SAM mode will remain active when switching to a different annotation class, and will only be deactivated by clicking the icon again.

2. Using SAM to Segment a Frame or Image

Click the area on the image or frame you would like to segment - the pop-up will indicate that auto-segmentation is running, as shown below.

You can also click and drag your cursor to select the part of an image you would like to segment.


3. Including / Excluding Areas from Selection

Once the prediction has run, a part of the image or frame will be highlighted in blue.

  • You can add to the selected area by left-clicking the part of the image you’d like to add to the label. This is shown in the following video.
  • You can exclude parts of the selected area by right-clicking the part you’d like to exclude from the label.
  • If you’ve made a mistake and want to re-start, simply click Reset on the SAM pop-up to start again.

4. Confirming the Label

Once the correct section is highlighted, click Apply Label on the SAM pop-up, or press Enter on your keyboard to confirm the selection.
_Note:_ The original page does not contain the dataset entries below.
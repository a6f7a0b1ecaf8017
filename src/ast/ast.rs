use std::{mem, slice::Iter};

use super::{
    expressions::{
        AssignmentExpr, BinaryExpr, CallExpr, DestructurePattern, EnumConstructorExpr,
        GroupingExpr, IndexExpr, LambdaExpr, ListExpr, LiteralExpr, MemberExpr, PipelineExpr, PrefixExpr,
        StructInitExpr, StructUpdateExpr, SymbolExpr,
    },
    statements::{EnumDeclStmt, ExpressionStmt, FnDeclStmt, ImportStmt, MatchStmt, VarDeclStmt},
};

/// A syntax tree node.
///
/// Every variant owns exactly its children: boxed operands and the vectors
/// of arguments, body statements, fields and arms. Tokens inside a node are
/// copies and own no subtree. Nodes are built bottom-up and never change
/// once constructed.
#[derive(Debug, Clone, PartialEq)]
pub enum Node {
    Literal(LiteralExpr),
    BoolLiteral(bool),
    Variable(SymbolExpr),
    Unary(PrefixExpr),
    Binary(BinaryExpr),
    Grouping(GroupingExpr),
    Assignment(AssignmentExpr),
    Call(CallExpr),
    PropertyAccess(MemberExpr),
    IndexAccess(IndexExpr),
    Pipeline(PipelineExpr),
    LetStatement(VarDeclStmt),
    LetBangStatement(VarDeclStmt),
    ExpressionStatement(ExpressionStmt),
    FunctionStatement(FnDeclStmt),
    LambdaExpression(LambdaExpr),
    MatchStatement(MatchStmt),
    ImportStatement(ImportStmt),
    ListLiteral(ListExpr),
    StructLiteral(StructInitExpr),
    StructUpdate(StructUpdateExpr),
    EnumStatement(EnumDeclStmt),
    EnumConstructor(EnumConstructorExpr),
    DestructurePattern(DestructurePattern),
    /// `_` in a match arm.
    Wildcard,
    /// Stands in for input that could not be parsed.
    Error,
}

impl Node {
    /// Returns true for the variants produced by statement dispatch.
    pub fn is_statement(&self) -> bool {
        matches!(
            self,
            Node::LetStatement(_)
                | Node::LetBangStatement(_)
                | Node::ExpressionStatement(_)
                | Node::FunctionStatement(_)
                | Node::MatchStatement(_)
                | Node::ImportStatement(_)
                | Node::EnumStatement(_)
        )
    }

    /// The directly owned child nodes, in source order.
    pub fn children(&self) -> Vec<&Node> {
        match self {
            Node::Literal(_)
            | Node::BoolLiteral(_)
            | Node::Variable(_)
            | Node::ImportStatement(_)
            | Node::EnumStatement(_)
            | Node::DestructurePattern(_)
            | Node::Wildcard
            | Node::Error => vec![],
            Node::Unary(unary) => vec![unary.right.as_ref()],
            Node::Binary(binary) => vec![binary.left.as_ref(), binary.right.as_ref()],
            Node::Grouping(grouping) => vec![grouping.expression.as_ref()],
            Node::Assignment(assignment) => vec![assignment.value.as_ref()],
            Node::Call(call) => std::iter::once(call.callee.as_ref())
                .chain(call.arguments.iter())
                .collect(),
            Node::PropertyAccess(member) => vec![member.object.as_ref()],
            Node::IndexAccess(index) => vec![index.object.as_ref(), index.index.as_ref()],
            Node::Pipeline(pipeline) => vec![pipeline.left.as_ref(), pipeline.right.as_ref()],
            Node::LetStatement(decl) | Node::LetBangStatement(decl) => {
                vec![decl.initializer.as_ref()]
            }
            Node::ExpressionStatement(stmt) => vec![stmt.expression.as_ref()],
            Node::FunctionStatement(func) => func.body.iter().collect(),
            Node::LambdaExpression(lambda) => lambda.body.iter().collect(),
            Node::MatchStatement(stmt) => std::iter::once(stmt.scrutinee.as_ref())
                .chain(stmt.arms.iter().flat_map(|arm| {
                    arm.patterns.iter().chain(std::iter::once(&arm.expression))
                }))
                .collect(),
            Node::ListLiteral(list) => list.elements.iter().collect(),
            Node::StructLiteral(literal) => literal.fields.iter().map(|field| &field.value).collect(),
            Node::StructUpdate(update) => std::iter::once(update.base.as_ref())
                .chain(update.fields.iter().map(|field| &field.value))
                .collect(),
            Node::EnumConstructor(constructor) => {
                constructor.fields.iter().map(|field| &field.value).collect()
            }
        }
    }

    /// Counts this node and every node it transitively owns.
    pub fn node_count(&self) -> usize {
        let mut count = 0;
        let mut pending = vec![self];
        while let Some(node) = pending.pop() {
            count += 1;
            pending.extend(node.children());
        }
        count
    }

    /// Moves the owned children out, leaving `Node::Error` in boxed slots
    /// and empty vectors behind.
    fn take_children(&mut self) -> Vec<Node> {
        fn unbox(slot: &mut Node) -> Node {
            mem::replace(slot, Node::Error)
        }

        match self {
            Node::Literal(_)
            | Node::BoolLiteral(_)
            | Node::Variable(_)
            | Node::ImportStatement(_)
            | Node::EnumStatement(_)
            | Node::DestructurePattern(_)
            | Node::Wildcard
            | Node::Error => Vec::new(),
            Node::Unary(unary) => vec![unbox(&mut unary.right)],
            Node::Binary(binary) => vec![unbox(&mut binary.left), unbox(&mut binary.right)],
            Node::Grouping(grouping) => vec![unbox(&mut grouping.expression)],
            Node::Assignment(assignment) => vec![unbox(&mut assignment.value)],
            Node::Call(call) => {
                let mut children = mem::take(&mut call.arguments);
                children.push(unbox(&mut call.callee));
                children
            }
            Node::PropertyAccess(member) => vec![unbox(&mut member.object)],
            Node::IndexAccess(index) => vec![unbox(&mut index.object), unbox(&mut index.index)],
            Node::Pipeline(pipeline) => vec![unbox(&mut pipeline.left), unbox(&mut pipeline.right)],
            Node::LetStatement(decl) | Node::LetBangStatement(decl) => {
                vec![unbox(&mut decl.initializer)]
            }
            Node::ExpressionStatement(stmt) => vec![unbox(&mut stmt.expression)],
            Node::FunctionStatement(func) => mem::take(&mut func.body),
            Node::LambdaExpression(lambda) => mem::take(&mut lambda.body),
            Node::MatchStatement(stmt) => {
                let mut children = vec![unbox(&mut stmt.scrutinee)];
                for arm in mem::take(&mut stmt.arms) {
                    children.extend(arm.patterns);
                    children.push(arm.expression);
                }
                children
            }
            Node::ListLiteral(list) => mem::take(&mut list.elements),
            Node::StructLiteral(literal) => {
                mem::take(&mut literal.fields).into_iter().map(|field| field.value).collect()
            }
            Node::StructUpdate(update) => {
                let mut children = vec![unbox(&mut update.base)];
                children.extend(mem::take(&mut update.fields).into_iter().map(|field| field.value));
                children
            }
            Node::EnumConstructor(constructor) => mem::take(&mut constructor.fields)
                .into_iter()
                .map(|field| field.value)
                .collect(),
        }
    }
}

// Dropping through a worklist keeps release depth constant, so long
// operator chains cannot exhaust the stack.
impl Drop for Node {
    fn drop(&mut self) {
        let mut pending = self.take_children();
        while let Some(mut node) = pending.pop() {
            pending.append(&mut node.take_children());
        }
    }
}

/// The top-level statements of one parse, in source order.
#[derive(Debug, Clone, PartialEq)]
pub struct Program {
    pub statements: Vec<Node>,
}

impl Program {
    pub fn new() -> Self {
        Program {
            statements: Vec::with_capacity(8),
        }
    }

    pub fn push(&mut self, statement: Node) {
        self.statements.push(statement);
    }

    pub fn len(&self) -> usize {
        self.statements.len()
    }

    pub fn is_empty(&self) -> bool {
        self.statements.is_empty()
    }

    pub fn iter(&self) -> Iter<'_, Node> {
        self.statements.iter()
    }

    pub fn node_count(&self) -> usize {
        self.statements.iter().map(Node::node_count).sum()
    }
}

impl Default for Program {
    fn default() -> Self {
        Self::new()
    }
}

/// Releases a node and everything it owns. `None` is a no-op.
pub fn free_node(node: Option<Node>) {
    if let Some(node) = node {
        log::trace!("releasing {} node(s)", node.node_count());
        drop(node);
    }
}

/// Releases every statement of the program along with its storage.
pub fn free_program(program: Program) {
    log::debug!(
        "releasing program of {} statement(s), {} node(s)",
        program.len(),
        program.node_count()
    );
    drop(program);
}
A label appears outlining the area that was highlighted - the label shape depends on whether the selection was made using a bounding box, a bitmask, or a polygon.

SAM works in conjunction with the ‘Permanent drawing’ setting which can increase the speed at which SAM labels are created in video frames.

SAM 2 Tracking

For information on how to use SAM 2 object tracking see our documentation here.

SAM 2 brings state-of-the-art segmentation and tracking capabilities for both video and images into a single model. This unification eliminates the need for combining SAM with other video object segmentation models, streamlining the process of video segmentation into a single, efficient tool. It maintains a simple design and fast inference speed, making it accessible and efficient for users.

The model can track objects consistently across video frames in real-time, which opens up numerous possibilities for applications in video editing and mixed reality experiences. This new model builds upon the success of the original Segment Anything Model, offering improved performance and efficiency.

SAM 2 can also be used to annotate visual data for training computer vision systems. It opens up creative ways to select and interact with objects in real-time or live videos.

SAM 2 Key Features

  • Demonstrated superior accuracy in video segmentation with three times fewer interactions compared to previous models and an 8x speedup for video annotations. For image segmentation, it is not only more accurate but also six times faster than its predecessor, SAM.

  • Object Selection and Adjustment: SAM 2 extends the prompt-based object segmentation abilities of SAM to also work for object tracks across video frames.

  • Robust Segmentation of Unfamiliar Videos: The model is capable of zero-shot generalization. This means it can segment objects, images, and videos from domains not seen during training, making it versatile for real-world applications.

  • Real-Time Interactivity: SAM 2 utilizes a streaming memory architecture that processes video frames one at a time, allowing for real-time, interactive applications.